//! Commands and types used throughout spotcast.
//!
//! This module defines the vocabulary that all components share:
//! [`Command`] describes every action the operator can request, and
//! [`ProjectionMode`] / [`DisplayInfo`] / [`WindowId`] provide the
//! supporting data types.
//!
//! Wire forms are lenient: modes parse case-insensitively ("grid",
//! "Rotating", "slideshow"), intervals accept milliseconds or a string with
//! a unit suffix ("3s", "5m"), and displays can be picked by index or name.

use serde::de::Error as DeError;
use serde::{Deserialize, Deserializer, Serialize, Serializer};
use std::fmt;
use std::time::Duration;

/// Stable identifier issued by the upstream image feed.
pub type SpotId = u32;

/// Opaque handle for a projection window, allocated by the
/// [`ProjectionHost`](crate::traits::ProjectionHost).
#[derive(Debug, Clone, Copy, PartialEq, Eq, Hash, PartialOrd, Ord, Serialize, Deserialize)]
#[serde(transparent)]
pub struct WindowId(pub u64);

impl fmt::Display for WindowId {
    fn fmt(&self, f: &mut fmt::Formatter<'_>) -> fmt::Result {
        write!(f, "window#{}", self.0)
    }
}

/// How a projection window presents its selection.
#[derive(Debug, Clone, Copy, PartialEq, Eq, Hash, Serialize)]
pub enum ProjectionMode {
    /// One image at a time, advancing on the rotation interval.
    Rotating,
    /// Every image at once in a `side × side` grid.
    Grid,
}

impl fmt::Display for ProjectionMode {
    fn fmt(&self, f: &mut fmt::Formatter<'_>) -> fmt::Result {
        match self {
            ProjectionMode::Rotating => write!(f, "rotating"),
            ProjectionMode::Grid => write!(f, "grid"),
        }
    }
}

/// Parse a mode string (case-insensitive; accepts "rotating", "Grid", "slide-show", etc.).
fn parse_mode(s: &str) -> Option<ProjectionMode> {
    let normalized: String = s
        .trim()
        .chars()
        .filter(|c| !c.is_whitespace() && *c != '_' && *c != '-')
        .flat_map(|c| c.to_lowercase())
        .collect();
    match normalized.as_str() {
        "rotating" | "rotate" | "rotation" | "slideshow" => Some(ProjectionMode::Rotating),
        "grid" | "uniformgrid" => Some(ProjectionMode::Grid),
        _ => None,
    }
}

impl<'de> Deserialize<'de> for ProjectionMode {
    fn deserialize<D>(deserializer: D) -> Result<Self, D::Error>
    where
        D: Deserializer<'de>,
    {
        let s = String::deserialize(deserializer)?;
        parse_mode(&s).ok_or_else(|| DeError::custom(format!("invalid projection mode: {:?}", s)))
    }
}

/// Wire format for interval settings: accepts milliseconds as a number or a
/// string with a unit suffix (`"250ms"`, `"3s"`, `"5m"`, `"1h"`).
#[derive(Debug, Clone, Copy, PartialEq, Eq)]
pub struct Interval(pub Duration);

/// Parse `"<digits><unit>"`.  A bare number is milliseconds.
fn parse_interval(s: &str) -> Option<Duration> {
    let s = s.trim().to_lowercase();
    let split = s.find(|c: char| !c.is_ascii_digit()).unwrap_or(s.len());
    let (digits, unit) = s.split_at(split);
    let value: u64 = digits.parse().ok()?;
    match unit.trim() {
        "" | "ms" => Some(Duration::from_millis(value)),
        "s" | "sec" | "secs" => Some(Duration::from_secs(value)),
        "m" | "min" | "mins" => Some(Duration::from_secs(value.checked_mul(60)?)),
        "h" => Some(Duration::from_secs(value.checked_mul(3600)?)),
        _ => None,
    }
}

impl Serialize for Interval {
    fn serialize<S>(&self, serializer: S) -> Result<S::Ok, S::Error>
    where
        S: Serializer,
    {
        serializer.serialize_u64(self.0.as_millis() as u64)
    }
}

impl<'de> Deserialize<'de> for Interval {
    fn deserialize<D>(deserializer: D) -> Result<Self, D::Error>
    where
        D: Deserializer<'de>,
    {
        use serde::de::Visitor;
        struct V;
        impl<'de> Visitor<'de> for V {
            type Value = Interval;
            fn expecting(&self, f: &mut fmt::Formatter<'_>) -> fmt::Result {
                write!(f, "milliseconds or a string such as \"3s\" / \"5m\"")
            }
            fn visit_u64<E>(self, n: u64) -> Result<Interval, E> {
                Ok(Interval(Duration::from_millis(n)))
            }
            fn visit_str<E>(self, s: &str) -> Result<Interval, E>
            where
                E: DeError,
            {
                parse_interval(s)
                    .map(Interval)
                    .ok_or_else(|| DeError::custom(format!("invalid interval: {:?}", s)))
            }
        }
        deserializer.deserialize_any(V)
    }
}

/// Which display a projection should land on: an index into the current
/// enumeration, or the display's name.
#[derive(Debug, Clone, PartialEq, Eq, Serialize)]
#[serde(untagged)]
pub enum DisplaySelector {
    Index(usize),
    Name(String),
}

impl<'de> Deserialize<'de> for DisplaySelector {
    fn deserialize<D>(deserializer: D) -> Result<Self, D::Error>
    where
        D: Deserializer<'de>,
    {
        use serde::de::Visitor;
        struct V;
        impl<'de> Visitor<'de> for V {
            type Value = DisplaySelector;
            fn expecting(&self, f: &mut fmt::Formatter<'_>) -> fmt::Result {
                write!(f, "display index or display name")
            }
            fn visit_u64<E>(self, n: u64) -> Result<DisplaySelector, E> {
                Ok(DisplaySelector::Index(n as usize))
            }
            fn visit_str<E>(self, s: &str) -> Result<DisplaySelector, E> {
                Ok(DisplaySelector::Name(s.trim().to_string()))
            }
        }
        deserializer.deserialize_any(V)
    }
}

impl DisplaySelector {
    /// Resolve against the current display enumeration.
    pub fn resolve<'a>(&self, displays: &'a [DisplayInfo]) -> Option<&'a DisplayInfo> {
        match self {
            DisplaySelector::Index(i) => displays.get(*i),
            DisplaySelector::Name(name) => displays.iter().find(|d| d.name == *name),
        }
    }
}

/// Every action the operator can request.
///
/// Commands are produced by [`CommandSource`](crate::traits::CommandSource)
/// implementations and consumed by the
/// [`Controller`](crate::controller::Controller).
#[derive(Debug, Clone, PartialEq, Serialize, Deserialize)]
pub enum Command {
    /// Open a projection of `spots` (catalog ids, in display order) on
    /// `display` using `mode`.
    ///
    /// `display` and `mode` are optional on the wire so that an incomplete
    /// selection can be rejected with an operator-facing message instead of
    /// a parse error.
    Project {
        spots: Vec<SpotId>,
        #[serde(default)]
        display: Option<DisplaySelector>,
        #[serde(default)]
        mode: Option<ProjectionMode>,
    },

    /// Close one projection window.
    StopWindow(WindowId),

    /// Close every projection window.
    ///
    /// On the wire this is encoded as the JSON string `"StopAll"`.
    StopAll,

    /// Switch a live projection to another mode without closing it.
    SetMode { window: WindowId, mode: ProjectionMode },

    /// Change the rotation interval; applies to the running timer at once.
    SetRotationInterval(Interval),

    /// Change the image refresh interval; applies to the running timer at once.
    SetRefreshInterval(Interval),

    /// The display configuration changed; re-enumerate and fix up windows.
    DisplaysChanged,

    /// The host reports that a window was closed outside of spotcast
    /// (e.g. the operator closed it).
    WindowClosed(WindowId),

    /// Re-read the location catalog from disk.
    ReloadCatalog,
}

/// A physical display as reported by the host.
#[derive(Debug, Clone, PartialEq, Serialize, Deserialize)]
pub struct DisplayInfo {
    /// Unique name the host uses for this display (e.g. `"DP-1"`).
    pub name: String,
    /// X position on the virtual desktop (physical pixels).
    pub x: i32,
    /// Y position on the virtual desktop (physical pixels).
    pub y: i32,
    /// Horizontal resolution in physical pixels.
    pub width: u32,
    /// Vertical resolution in physical pixels.
    pub height: u32,
    /// Reported DPI, when the host can determine it.
    #[serde(default)]
    pub dpi: Option<f64>,
}

#[cfg(test)]
mod tests {
    use super::*;

    #[test]
    fn mode_display() {
        assert_eq!(ProjectionMode::Rotating.to_string(), "rotating");
        assert_eq!(ProjectionMode::Grid.to_string(), "grid");
    }

    #[test]
    fn mode_parses_leniently() {
        assert_eq!(parse_mode("Rotating"), Some(ProjectionMode::Rotating));
        assert_eq!(parse_mode(" slide-show "), Some(ProjectionMode::Rotating));
        assert_eq!(parse_mode("GRID"), Some(ProjectionMode::Grid));
        assert_eq!(parse_mode("uniform_grid"), Some(ProjectionMode::Grid));
        assert_eq!(parse_mode("carousel"), None);
    }

    #[test]
    fn interval_units() {
        assert_eq!(parse_interval("250"), Some(Duration::from_millis(250)));
        assert_eq!(parse_interval("250ms"), Some(Duration::from_millis(250)));
        assert_eq!(parse_interval("3s"), Some(Duration::from_secs(3)));
        assert_eq!(parse_interval("5m"), Some(Duration::from_secs(300)));
        assert_eq!(parse_interval("1 h"), Some(Duration::from_secs(3600)));
        assert_eq!(parse_interval("fast"), None);
        assert_eq!(parse_interval("3 fortnights"), None);
    }

    #[test]
    fn project_command_from_json() {
        let cmd: Command =
            serde_json::from_str(r#"{"Project":{"spots":[4,7],"display":1,"mode":"grid"}}"#).unwrap();
        assert_eq!(
            cmd,
            Command::Project {
                spots: vec![4, 7],
                display: Some(DisplaySelector::Index(1)),
                mode: Some(ProjectionMode::Grid),
            }
        );
    }

    #[test]
    fn project_command_with_missing_fields() {
        let cmd: Command = serde_json::from_str(r#"{"Project":{"spots":[]}}"#).unwrap();
        assert_eq!(
            cmd,
            Command::Project {
                spots: vec![],
                display: None,
                mode: None,
            }
        );
    }

    #[test]
    fn display_selector_by_name() {
        let cmd: Command =
            serde_json::from_str(r#"{"Project":{"spots":[1],"display":"HDMI-A-1","mode":"Rotating"}}"#)
                .unwrap();
        match cmd {
            Command::Project { display, .. } => {
                assert_eq!(display, Some(DisplaySelector::Name("HDMI-A-1".into())))
            }
            other => panic!("unexpected {:?}", other),
        }
    }

    #[test]
    fn interval_commands_from_json() {
        let a: Command = serde_json::from_str(r#"{"SetRotationInterval":"5s"}"#).unwrap();
        assert_eq!(a, Command::SetRotationInterval(Interval(Duration::from_secs(5))));
        let b: Command = serde_json::from_str(r#"{"SetRefreshInterval":60000}"#).unwrap();
        assert_eq!(b, Command::SetRefreshInterval(Interval(Duration::from_secs(60))));
    }

    #[test]
    fn unit_commands_from_json() {
        let cmd: Command = serde_json::from_str(r#""StopAll""#).unwrap();
        assert_eq!(cmd, Command::StopAll);
        let cmd: Command = serde_json::from_str(r#"{"WindowClosed":3}"#).unwrap();
        assert_eq!(cmd, Command::WindowClosed(WindowId(3)));
    }

    #[test]
    fn invalid_mode_is_rejected() {
        let res: Result<Command, _> =
            serde_json::from_str(r#"{"SetMode":{"window":1,"mode":"mosaic"}}"#);
        assert!(res.is_err());
    }

    fn displays() -> Vec<DisplayInfo> {
        vec![
            DisplayInfo {
                name: "DP-1".into(),
                x: 0,
                y: 0,
                width: 2560,
                height: 1440,
                dpi: Some(96.0),
            },
            DisplayInfo {
                name: "HDMI-A-1".into(),
                x: 2560,
                y: 0,
                width: 3840,
                height: 2160,
                dpi: Some(144.0),
            },
        ]
    }

    #[test]
    fn selector_resolves_index_and_name() {
        let d = displays();
        assert_eq!(DisplaySelector::Index(1).resolve(&d).map(|d| d.name.as_str()), Some("HDMI-A-1"));
        assert_eq!(DisplaySelector::Name("DP-1".into()).resolve(&d).map(|d| d.x), Some(0));
        assert!(DisplaySelector::Index(2).resolve(&d).is_none());
        assert!(DisplaySelector::Name("eDP-1".into()).resolve(&d).is_none());
    }

    #[test]
    fn display_info_dpi_is_optional() {
        let d: DisplayInfo =
            serde_json::from_str(r#"{"name":"X","x":0,"y":0,"width":800,"height":600}"#).unwrap();
        assert_eq!(d.dpi, None);
    }
}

━━━━━━━━━━━━━━━━━━━━

- [WHAT YOU SHOULD DO]
Where a line in the listing holds the string "SpotId", include it in the count, then report the total alone.

- [OUTPUT OF THE EXERCISE]
2